Consider the NFA that accepts the language L such that:
L={w| second last symbol in w is one}
Now, the NFA diagram for this is:
Now the corresponding DFA diagram for this would be:
Now, lets take an instance. Say we're at q0 state and we take an input 0, from the NFA we can see that we may be now at the q0 state or q1 state, and represent this in the DFA as q'01. This is where the confusion is, the resultant is a subset of the powerset of NFA's states.
By the definition of DFA, an input must result to only one state, so, when converting a NFA to DFA, why is it that the resulting state is a set and not just one state like q1 or q2 but like: {q0, q1}?
Best Answer
I understand where your confusion comes from. The proof that DFA's and NFA's are equivalent in terms of the languages they accept, involves something called "subset construction". In order to deterministically simulate all the states and transitions from the NFA, one has to build a DFA that so-to-say "lives" on the powerset of the state set $Q $.

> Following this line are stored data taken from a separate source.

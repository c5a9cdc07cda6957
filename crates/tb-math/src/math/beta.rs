//! Beta distribution CDF and quantile for conversion-rate posteriors.
//!
//! The CDF uses the regularized incomplete beta function with
//! a continued-fraction approximation (Numerical Recipes), iterated to
//! near machine precision so quantiles are stable enough for reporting.

use super::stable::log_beta;

const BETACF_MAX_ITERS: usize = 300;
const BETACF_EPS: f64 = 1.0e-15;
const BETACF_FPMIN: f64 = 1.0e-300;

const INV_CDF_MAX_ITERS: usize = 200;
const INV_CDF_TOL: f64 = 1.0e-13;

fn invalid_shape(alpha: f64, beta: f64) -> bool {
    alpha.is_nan() || beta.is_nan() || alpha <= 0.0 || beta <= 0.0
}

/// Regularized incomplete beta function I_x(a,b), i.e. P(X <= x).
pub fn beta_cdf(x: f64, alpha: f64, beta: f64) -> f64 {
    if x.is_nan() || invalid_shape(alpha, beta) {
        return f64::NAN;
    }
    if x <= 0.0 {
        return 0.0;
    }
    if x >= 1.0 {
        return 1.0;
    }
    let bt = (alpha * x.ln() + beta * (-x).ln_1p() - log_beta(alpha, beta)).exp();
    let threshold = (alpha + 1.0) / (alpha + beta + 2.0);
    let cdf = if x < threshold {
        bt * betacf(alpha, beta, x) / alpha
    } else {
        1.0 - bt * betacf(beta, alpha, 1.0 - x) / beta
    };
    cdf.clamp(0.0, 1.0)
}

/// Inverse CDF (quantile) for Beta(alpha, beta).
///
/// Bisection on the CDF; the CDF is monotone so this always converges.
pub fn beta_inv_cdf(p: f64, alpha: f64, beta: f64) -> f64 {
    if p.is_nan() || invalid_shape(alpha, beta) {
        return f64::NAN;
    }
    if p <= 0.0 {
        return 0.0;
    }
    if p >= 1.0 {
        return 1.0;
    }

    let mut low = 0.0;
    let mut high = 1.0;
    let mut mid = 0.5;
    for _ in 0..INV_CDF_MAX_ITERS {
        mid = 0.5 * (low + high);
        let cdf = beta_cdf(mid, alpha, beta);
        if cdf.is_nan() {
            return f64::NAN;
        }
        let delta = cdf - p;
        if delta.abs() < INV_CDF_TOL || high - low < f64::EPSILON {
            return mid;
        }
        if delta < 0.0 {
            low = mid;
        } else {
            high = mid;
        }
    }
    mid
}

/// Continued fraction for the incomplete beta function (modified Lentz).
fn betacf(alpha: f64, beta: f64, x: f64) -> f64 {
    let qab = alpha + beta;
    let qap = alpha + 1.0;
    let qam = alpha - 1.0;
    let mut c = 1.0;
    let mut d = 1.0 - qab * x / qap;
    if d.abs() < BETACF_FPMIN {
        d = BETACF_FPMIN;
    }
    d = 1.0 / d;
    let mut h = d;

    for m in 1..=BETACF_MAX_ITERS {
        let m_f = m as f64;
        let m2 = 2.0 * m_f;
        let aa = m_f * (beta - m_f) * x / ((qam + m2) * (alpha + m2));
        d = 1.0 + aa * d;
        if d.abs() < BETACF_FPMIN {
            d = BETACF_FPMIN;
        }
        c = 1.0 + aa / c;
        if c.abs() < BETACF_FPMIN {
            c = BETACF_FPMIN;
        }
        d = 1.0 / d;
        h *= d * c;

        let aa = -(alpha + m_f) * (qab + m_f) * x / ((alpha + m2) * (qap + m2));
        d = 1.0 + aa * d;
        if d.abs() < BETACF_FPMIN {
            d = BETACF_FPMIN;
        }
        c = 1.0 + aa / c;
        if c.abs() < BETACF_FPMIN {
            c = BETACF_FPMIN;
        }
        d = 1.0 / d;
        let del = d * c;
        h *= del;
        if (del - 1.0).abs() < BETACF_EPS {
            break;
        }
    }

    h
}
//! Cross-variation comparison: Monte Carlo winner estimation and
//! Thompson Sampling.
//!
//! # Tie-break rule
//!
//! In every simulated round each variation contributes one posterior draw.
//! The round goes to the **first variation in insertion order** holding the
//! maximum draw. The overall winner is likewise the first variation with
//! the maximal win count. Every round therefore credits exactly one
//! variation and the winning percentages sum to 1, and with a seeded
//! generator ([`Experiment::with_seed`]) results are fully deterministic.
//!
//! # Thompson Sampling with several rounds
//!
//! `thompson_sample(1)` is textbook Thompson Sampling: one draw per arm,
//! play the highest. With `round_count > 1` the arm that wins the most
//! rounds is returned instead. That is a majority-vote extension: it makes
//! the choice more stable but explores less, and converges to always
//! playing the arm most likely to be best as `round_count` grows.

use rand::rngs::StdRng;
use rand::Rng;
use tb_common::{Error, Result};
use tb_config::ExperimentConfig;
use tb_math::sampling::{entropy_rng, seeded_rng, BetaSampler};
use tracing::{debug, info};

use crate::summary::ExperimentReport;
use crate::variation::Variation;

pub use tb_common::DEFAULT_SAMPLE_COUNT;

/// Lifecycle of an [`Experiment`].
#[derive(Debug, Clone, Copy, PartialEq, Eq)]
pub enum ExperimentState {
    /// No variations registered.
    Empty,
    /// Variations registered, winner not computed.
    Populated,
    /// A winner estimate is available.
    Evaluated,
}

#[derive(Debug, Clone)]
struct WinnerEstimate {
    winner: usize,
    percentages: Vec<f64>,
    sample_count: usize,
}

/// An ordered set of variations under comparison.
#[derive(Debug, Clone)]
pub struct Experiment {
    variations: Vec<Variation>,
    estimate: Option<WinnerEstimate>,
    rng: StdRng,
}

impl Default for Experiment {
    fn default() -> Self {
        Self::new()
    }
}

impl Experiment {
    /// Empty experiment sampling from an OS-seeded generator.
    pub fn new() -> Self {
        Self::with_rng(entropy_rng())
    }

    /// Empty experiment with a reproducible generator.
    pub fn with_seed(seed: u64) -> Self {
        Self::with_rng(seeded_rng(seed))
    }

    pub fn with_rng(rng: StdRng) -> Self {
        Self {
            variations: Vec::new(),
            estimate: None,
            rng,
        }
    }

    /// Build an experiment from a (validated) configuration, recording every
    /// configured trial batch.
    pub fn from_config(config: &ExperimentConfig) -> Result<Self> {
        let mut experiment = match config.seed {
            Some(seed) => Self::with_seed(seed),
            None => Self::new(),
        };
        for entry in &config.variations {
            let mut variation = Variation::new(
                entry.name.clone(),
                entry.prior.alpha,
                entry.prior.beta,
                entry.effective_value_at_risk(config.value_at_risk),
            )?;
            for batch in &entry.trials {
                variation.record_trials(batch.successes, batch.trials)?;
            }
            experiment.add_variation(variation);
        }
        Ok(experiment)
    }

    /// Append a variation and return its index.
    ///
    /// Any previous winner estimate is discarded, since its percentages no
    /// longer line up with the variation list.
    pub fn add_variation(&mut self, variation: Variation) -> usize {
        self.variations.push(variation);
        self.estimate = None;
        self.variations.len() - 1
    }

    pub fn variations(&self) -> &[Variation] {
        &self.variations
    }

    pub fn variation(&self, index: usize) -> Option<&Variation> {
        self.variations.get(index)
    }

    pub fn variation_mut(&mut self, index: usize) -> Option<&mut Variation> {
        self.variations.get_mut(index)
    }

    pub fn len(&self) -> usize {
        self.variations.len()
    }

    pub fn is_empty(&self) -> bool {
        self.variations.is_empty()
    }

    /// Record a batch on the variation at `index`.
    pub fn record_trials(&mut self, index: usize, successes: u64, trials: u64) -> Result<()> {
        let count = self.variations.len();
        self.variations
            .get_mut(index)
            .ok_or_else(|| {
                Error::InvalidArgument(format!(
                    "variation index {} out of range ({} registered)",
                    index, count
                ))
            })?
            .record_trials(successes, trials)
    }

    pub fn state(&self) -> ExperimentState {
        if self.estimate.is_some() {
            ExperimentState::Evaluated
        } else if self.variations.is_empty() {
            ExperimentState::Empty
        } else {
            ExperimentState::Populated
        }
    }

    /// Estimate each variation's probability of being best from
    /// `sample_count` simulated rounds, replacing any earlier estimate.
    ///
    /// Costs `sample_count × variations` Beta draws. Fails with
    /// [`Error::Precondition`] if fewer than two variations are registered
    /// or any has no trials, and with [`Error::InvalidArgument`] if
    /// `sample_count` is zero. On failure the previous estimate is kept.
    pub fn compute_winner(&mut self, sample_count: usize) -> Result<()> {
        if sample_count == 0 {
            return Err(Error::InvalidArgument(
                "sample_count must be at least 1".to_string(),
            ));
        }
        let samplers = self.samplers()?;
        let wins = tally_round_wins(&samplers, sample_count, &mut self.rng);

        let percentages: Vec<f64> = wins
            .iter()
            .map(|&w| w as f64 / sample_count as f64)
            .collect();
        let winner = first_max_index(&wins);

        info!(
            target: "tb_core::experiment",
            winner = %self.variations[winner].name(),
            sample_count,
            percentages = ?percentages,
            "computed winning variation"
        );

        self.estimate = Some(WinnerEstimate {
            winner,
            percentages,
            sample_count,
        });
        Ok(())
    }

    /// Variation judged best by the latest [`Experiment::compute_winner`].
    pub fn winning_variation(&self) -> Option<&Variation> {
        self.winning_index().map(|idx| &self.variations[idx])
    }

    pub fn winning_index(&self) -> Option<usize> {
        self.estimate.as_ref().map(|e| e.winner)
    }

    /// Probability of being best, parallel to [`Experiment::variations`].
    pub fn winning_percentages(&self) -> Option<&[f64]> {
        self.estimate.as_ref().map(|e| e.percentages.as_slice())
    }

    /// Round count behind the current estimate.
    pub fn last_sample_count(&self) -> Option<usize> {
        self.estimate.as_ref().map(|e| e.sample_count)
    }

    /// Pick the variation to serve next by Thompson Sampling.
    ///
    /// See the module docs for what `round_count > 1` means. Same
    /// preconditions as [`Experiment::compute_winner`]; does not touch the
    /// stored winner estimate.
    pub fn thompson_sample(&mut self, round_count: usize) -> Result<&Variation> {
        let idx = self.thompson_sample_index(round_count)?;
        Ok(&self.variations[idx])
    }

    /// Index form of [`Experiment::thompson_sample`].
    pub fn thompson_sample_index(&mut self, round_count: usize) -> Result<usize> {
        if round_count == 0 {
            return Err(Error::InvalidArgument(
                "round_count must be at least 1".to_string(),
            ));
        }
        let samplers = self.samplers()?;
        let wins = tally_round_wins(&samplers, round_count, &mut self.rng);
        let chosen = first_max_index(&wins);

        debug!(
            target: "tb_core::experiment",
            chosen = %self.variations[chosen].name(),
            round_count,
            "thompson selection"
        );
        Ok(chosen)
    }

    /// Snapshot for reporting.
    pub fn report(&self) -> ExperimentReport {
        ExperimentReport::from(self)
    }

    fn samplers(&self) -> Result<Vec<BetaSampler>> {
        if self.variations.len() < 2 {
            return Err(Error::Precondition(format!(
                "at least two variations are required, {} registered",
                self.variations.len()
            )));
        }
        self.variations
            .iter()
            .map(|v| {
                if !v.has_trials() {
                    return Err(Error::Precondition(format!(
                        "variation '{}' has no recorded trials",
                        v.name()
                    )));
                }
                v.sampler().ok_or_else(|| {
                    Error::Sampling(format!(
                        "cannot sample Beta({}, {}) for '{}'",
                        v.posterior_a(),
                        v.posterior_b(),
                        v.name()
                    ))
                })
            })
            .collect()
    }
}

/// Run `rounds` rounds of one draw per sampler and count round wins.
fn tally_round_wins<R: Rng + ?Sized>(
    samplers: &[BetaSampler],
    rounds: usize,
    rng: &mut R,
) -> Vec<u64> {
    let mut wins = vec![0u64; samplers.len()];
    let mut draws = vec![0.0f64; samplers.len()];
    for _ in 0..rounds {
        for (slot, sampler) in draws.iter_mut().zip(samplers) {
            *slot = sampler.sample(rng);
        }
        wins[first_max_index(&draws)] += 1;
    }
    wins
}

/// Index of the first maximal element; 0 for an empty slice.
fn first_max_index<T: PartialOrd + Copy>(values: &[T]) -> usize {
    let mut best = 0;
    for (idx, value) in values.iter().enumerate().skip(1) {
        if *value > values[best] {
            best = idx;
        }
    }
    best
}
//! testbandit core: Bayesian A/B and multi-armed-bandit testing over
//! Bernoulli trials.
//!
//! Each [`Variation`] keeps a Beta posterior over its conversion rate.
//! An [`Experiment`] compares variations by Monte Carlo ("probability of
//! being best") and picks the next variation to serve by Thompson
//! Sampling.
//!
//! ```
//! use tb_core::{Experiment, Variation};
//!
//! let mut experiment = Experiment::with_seed(7);
//! for (name, successes) in [("A", 5), ("B", 6), ("C", 4)] {
//!     let mut v = Variation::new(name, 1.0, 1.0, Some(0.58)).unwrap();
//!     v.record_trials(successes, 10).unwrap();
//!     experiment.add_variation(v);
//! }
//! experiment.compute_winner(20_000).unwrap();
//! let shares = experiment.winning_percentages().unwrap();
//! assert_eq!(shares.len(), 3);
//! let next = experiment.thompson_sample(1).unwrap();
//! assert!(["A", "B", "C"].contains(&next.name()));
//! ```
//!
//! The engine holds no global state and no locks; share an instance across
//! threads behind your own synchronization.

pub mod exit_codes;
pub mod experiment;
pub mod logging;
pub mod output;
pub mod summary;
pub mod variation;

pub use experiment::{Experiment, ExperimentState, DEFAULT_SAMPLE_COUNT};
pub use summary::{ExperimentReport, VariationSummary};
pub use tb_common::{Error, Result};
pub use variation::Variation;
//! Logging configuration.
//!
//! Level and format come from `--log-level` / `--log-format`, falling back
//! to TESTBANDIT_LOG / TESTBANDIT_LOG_FORMAT. RUST_LOG, when set, replaces
//! the whole filter.

use clap::ValueEnum;

pub const ENV_LOG_LEVEL: &str = "TESTBANDIT_LOG";
pub const ENV_LOG_FORMAT: &str = "TESTBANDIT_LOG_FORMAT";

/// Log output format on stderr.
#[derive(Debug, Clone, Copy, PartialEq, Eq, Default, ValueEnum)]
pub enum LogFormat {
    #[default]
    Human,
    /// One JSON object per event.
    #[value(alias = "json")]
    Jsonl,
}

/// Verbosity of the testbandit targets.
///
/// The engine emits `debug` per recorded batch and `info` per winner
/// computation; `warn` (the default) keeps command output clean.
#[derive(Debug, Clone, Copy, PartialEq, Eq, Default, ValueEnum)]
pub enum LogLevel {
    Debug,
    Info,
    #[default]
    Warn,
    Error,
    Off,
}

impl LogLevel {
    /// Directive understood by `EnvFilter`.
    pub fn directive(self) -> &'static str {
        match self {
            LogLevel::Debug => "debug",
            LogLevel::Info => "info",
            LogLevel::Warn => "warn",
            LogLevel::Error => "error",
            LogLevel::Off => "off",
        }
    }
}

/// Case-insensitive parse of an environment value; garbage is ignored.
fn parse_env<T: ValueEnum>(value: &str) -> Option<T> {
    T::from_str(value.trim(), true).ok()
}

/// Logging configuration.
#[derive(Debug, Clone, PartialEq, Eq)]
pub struct LogConfig {
    pub format: LogFormat,
    pub level: LogLevel,
    /// Whether to include timestamps in human output.
    pub timestamps: bool,
}

impl Default for LogConfig {
    fn default() -> Self {
        LogConfig {
            format: LogFormat::Human,
            level: LogLevel::Warn,
            timestamps: true,
        }
    }
}

impl LogConfig {
    /// CLI values win over the environment, which wins over defaults.
    pub fn from_env(cli_level: Option<LogLevel>, cli_format: Option<LogFormat>) -> Self {
        Self::from_lookup(cli_level, cli_format, |key| std::env::var(key).ok())
    }

    fn from_lookup(
        cli_level: Option<LogLevel>,
        cli_format: Option<LogFormat>,
        lookup: impl Fn(&str) -> Option<String>,
    ) -> Self {
        let defaults = LogConfig::default();
        LogConfig {
            level: cli_level
                .or_else(|| lookup(ENV_LOG_LEVEL).and_then(|v| parse_env(&v)))
                .unwrap_or(defaults.level),
            format: cli_format
                .or_else(|| lookup(ENV_LOG_FORMAT).and_then(|v| parse_env(&v)))
                .unwrap_or(defaults.format),
            timestamps: defaults.timestamps,
        }
    }

    pub fn with_level(mut self, level: LogLevel) -> Self {
        self.level = level;
        self
    }
}
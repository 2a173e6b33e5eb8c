//! HTTP surface over the sandbox core.

pub mod http;

pub use http::Server;
//! HTTP server exposing the sandbox core.
//!
//! Thin translation layer: handlers parse requests, call into the core
//! components, and map the error taxonomy onto status codes. All state is
//! built once per server instance and injected through `Arc<AppState>`.

use anyhow::Result;
use axum::{
    Router,
    extract::{Path, State},
    http::StatusCode,
    response::{IntoResponse, Json, Response},
    routing::{delete, get, post},
};
use serde::Deserialize;
use serde_json::json;
use std::net::SocketAddr;
use std::sync::Arc;
use std::time::Duration;
use tower_http::cors::{Any, CorsLayer};
use tower_http::trace::TraceLayer;
use tracing::info;

use crate::config::Config;
use crate::error::SandboxError;
use crate::files::FileStore;
use crate::shell::{ExecOutcome, ProcessRegistry, ShellExecutor, StatusReport};
use crate::supervisor::{ServiceStatus, ServiceSupervisor};

pub struct Server {
    config: Config,
}

struct AppState {
    executor: ShellExecutor,
    files: FileStore,
    supervisor: ServiceSupervisor,
}

impl Server {
    pub fn new(config: &Config) -> Result<Self> {
        Ok(Self {
            config: config.clone(),
        })
    }

    pub async fn run(&self) -> Result<()> {
        let registry = ProcessRegistry::new();
        let state = Arc::new(AppState {
            executor: ShellExecutor::new(&self.config.sandbox, registry),
            files: FileStore::new(&self.config.sandbox.root)?,
            supervisor: ServiceSupervisor::new(
                &self.config.supervisor,
                self.config.sandbox.shell.clone(),
                Duration::from_secs(self.config.sandbox.kill_grace_secs),
            ),
        });

        let app = router(state);

        let addr: SocketAddr =
            format!("{}:{}", self.config.server.bind, self.config.server.port).parse()?;

        info!("starting sandbox API on http://{}", addr);

        let listener = tokio::net::TcpListener::bind(addr).await?;
        axum::serve(listener, app).await?;

        Ok(())
    }
}

fn router(state: Arc<AppState>) -> Router {
    let cors = CorsLayer::new()
        .allow_origin(Any)
        .allow_methods(Any)
        .allow_headers(Any);

    Router::new()
        .route("/health", get(health_check))
        .route("/api/v1/shell/execute", post(execute_command))
        .route("/api/v1/shell/{process_id}/status", get(process_status))
        .route("/api/v1/shell/{process_id}/input", post(send_process_input))
        .route("/api/v1/shell/{process_id}", delete(kill_process))
        .route("/api/v1/file/read", post(read_file))
        .route("/api/v1/file/write", post(write_file))
        .route("/api/v1/file/search", post(search_files))
        .route("/api/v1/file/replace", post(replace_in_file))
        .route("/api/v1/supervisor/status", get(supervisor_status))
        .route("/api/v1/supervisor/{name}/start", post(start_service))
        .route("/api/v1/supervisor/{name}/stop", post(stop_service))
        .route("/api/v1/supervisor/{name}/restart", post(restart_service))
        .layer(TraceLayer::new_for_http())
        .layer(cors)
        .with_state(state)
}

/// Error wrapper mapping the taxonomy onto HTTP status codes.
struct ApiError(SandboxError);

impl From<SandboxError> for ApiError {
    fn from(err: SandboxError) -> Self {
        Self(err)
    }
}

impl IntoResponse for ApiError {
    fn into_response(self) -> Response {
        let status = match &self.0 {
            SandboxError::PathViolation { .. } => StatusCode::FORBIDDEN,
            SandboxError::NotFound { .. }
            | SandboxError::ProcessNotFound { .. }
            | SandboxError::ServiceNotFound { .. } => StatusCode::NOT_FOUND,
            SandboxError::ProcessNotAcceptingInput { .. } => StatusCode::CONFLICT,
            SandboxError::InvalidPattern { .. } => StatusCode::BAD_REQUEST,
            SandboxError::Timeout { .. } => StatusCode::REQUEST_TIMEOUT,
            SandboxError::TerminationFailure { .. }
            | SandboxError::ServiceFailure { .. }
            | SandboxError::Io(_) => StatusCode::INTERNAL_SERVER_ERROR,
        };
        (status, Json(json!({ "error": self.0.to_string() }))).into_response()
    }
}

async fn health_check() -> &'static str {
    "OK"
}

// Shell endpoints

#[derive(Deserialize)]
struct CommandRequest {
    command: String,
    #[serde(default)]
    timeout: Option<u64>,
}

async fn execute_command(
    State(state): State<Arc<AppState>>,
    Json(request): Json<CommandRequest>,
) -> Json<ExecOutcome> {
    Json(state.executor.execute(&request.command, request.timeout).await)
}

async fn process_status(
    State(state): State<Arc<AppState>>,
    Path(process_id): Path<String>,
) -> Json<StatusReport> {
    Json(state.executor.status(&process_id))
}

#[derive(Deserialize)]
struct InputRequest {
    data: String,
}

async fn send_process_input(
    State(state): State<Arc<AppState>>,
    Path(process_id): Path<String>,
    Json(request): Json<InputRequest>,
) -> Result<Json<serde_json::Value>, ApiError> {
    state.executor.send_input(&process_id, &request.data).await?;
    Ok(Json(json!({ "status": "success" })))
}

/// Kill reports its outcome in the body rather than the status line, so
/// automated callers can branch on one field.
async fn kill_process(
    State(state): State<Arc<AppState>>,
    Path(process_id): Path<String>,
) -> Json<serde_json::Value> {
    match state.executor.kill(&process_id).await {
        Ok(()) => Json(json!({ "status": "killed" })),
        Err(SandboxError::ProcessNotFound { .. }) => Json(json!({ "status": "not_found" })),
        Err(e) => Json(json!({ "status": "error", "message": e.to_string() })),
    }
}

// File endpoints

#[derive(Deserialize)]
struct FilePathRequest {
    path: String,
}

#[derive(Deserialize)]
struct FileWriteRequest {
    path: String,
    content: String,
}

#[derive(Deserialize)]
struct FileSearchRequest {
    pattern: String,
}

#[derive(Deserialize)]
struct FileReplaceRequest {
    path: String,
    old_content: String,
    new_content: String,
}

async fn read_file(
    State(state): State<Arc<AppState>>,
    Json(request): Json<FilePathRequest>,
) -> Result<Json<serde_json::Value>, ApiError> {
    let content = state.files.read(&request.path).await?;
    Ok(Json(json!({ "content": content })))
}

async fn write_file(
    State(state): State<Arc<AppState>>,
    Json(request): Json<FileWriteRequest>,
) -> Result<Json<serde_json::Value>, ApiError> {
    state.files.write(&request.path, &request.content).await?;
    Ok(Json(json!({ "status": "success" })))
}

async fn search_files(
    State(state): State<Arc<AppState>>,
    Json(request): Json<FileSearchRequest>,
) -> Result<Json<Vec<String>>, ApiError> {
    Ok(Json(state.files.search(&request.pattern).await?))
}

async fn replace_in_file(
    State(state): State<Arc<AppState>>,
    Json(request): Json<FileReplaceRequest>,
) -> Result<Json<serde_json::Value>, ApiError> {
    let replacements = state
        .files
        .replace(&request.path, &request.old_content, &request.new_content)
        .await?;
    Ok(Json(json!({ "status": "success", "replacements": replacements })))
}

// Supervisor endpoints

async fn supervisor_status(State(state): State<Arc<AppState>>) -> Json<Vec<ServiceStatus>> {
    Json(state.supervisor.status_all().await)
}

async fn start_service(
    State(state): State<Arc<AppState>>,
    Path(name): Path<String>,
) -> Result<Json<serde_json::Value>, ApiError> {
    state.supervisor.start(&name).await?;
    Ok(Json(json!({ "status": "started" })))
}

async fn stop_service(
    State(state): State<Arc<AppState>>,
    Path(name): Path<String>,
) -> Result<Json<serde_json::Value>, ApiError> {
    state.supervisor.stop(&name).await?;
    Ok(Json(json!({ "status": "stopped" })))
}

async fn restart_service(
    State(state): State<Arc<AppState>>,
    Path(name): Path<String>,
) -> Result<Json<serde_json::Value>, ApiError> {
    state.supervisor.restart(&name).await?;
    Ok(Json(json!({ "status": "restarted" })))
}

However, it does not matter that our resulting states in the newly constructed DFA $D = \langle \mathcal{P}(Q),\delta,q_0,F\rangle $ are all sets, since the transition function $\delta : \mathcal{P}(Q) \rightarrow \mathcal{P}(Q)$ is still a real function (i.e it takes a state of $D$ - in this case a set - and returns exactly one other state (or in this case a set).)
Theoretically, the set of states of your original NFA could also be sets, or a set containing sets. It does not really matter what mathematical objects the set of states $Q$ consists of. The transition function of the DFA just has to be deterministic. If you go a bit deeper into the fundamentals of mathematics, you will see that even natural numbers can be seen as sets, for example the Von Neumann construction of the natural numbers works pretty much like this:
$$0 = \emptyset\\ 1 = \{\emptyset\}\\ 2 = \{\emptyset, \{\emptyset\}\}$$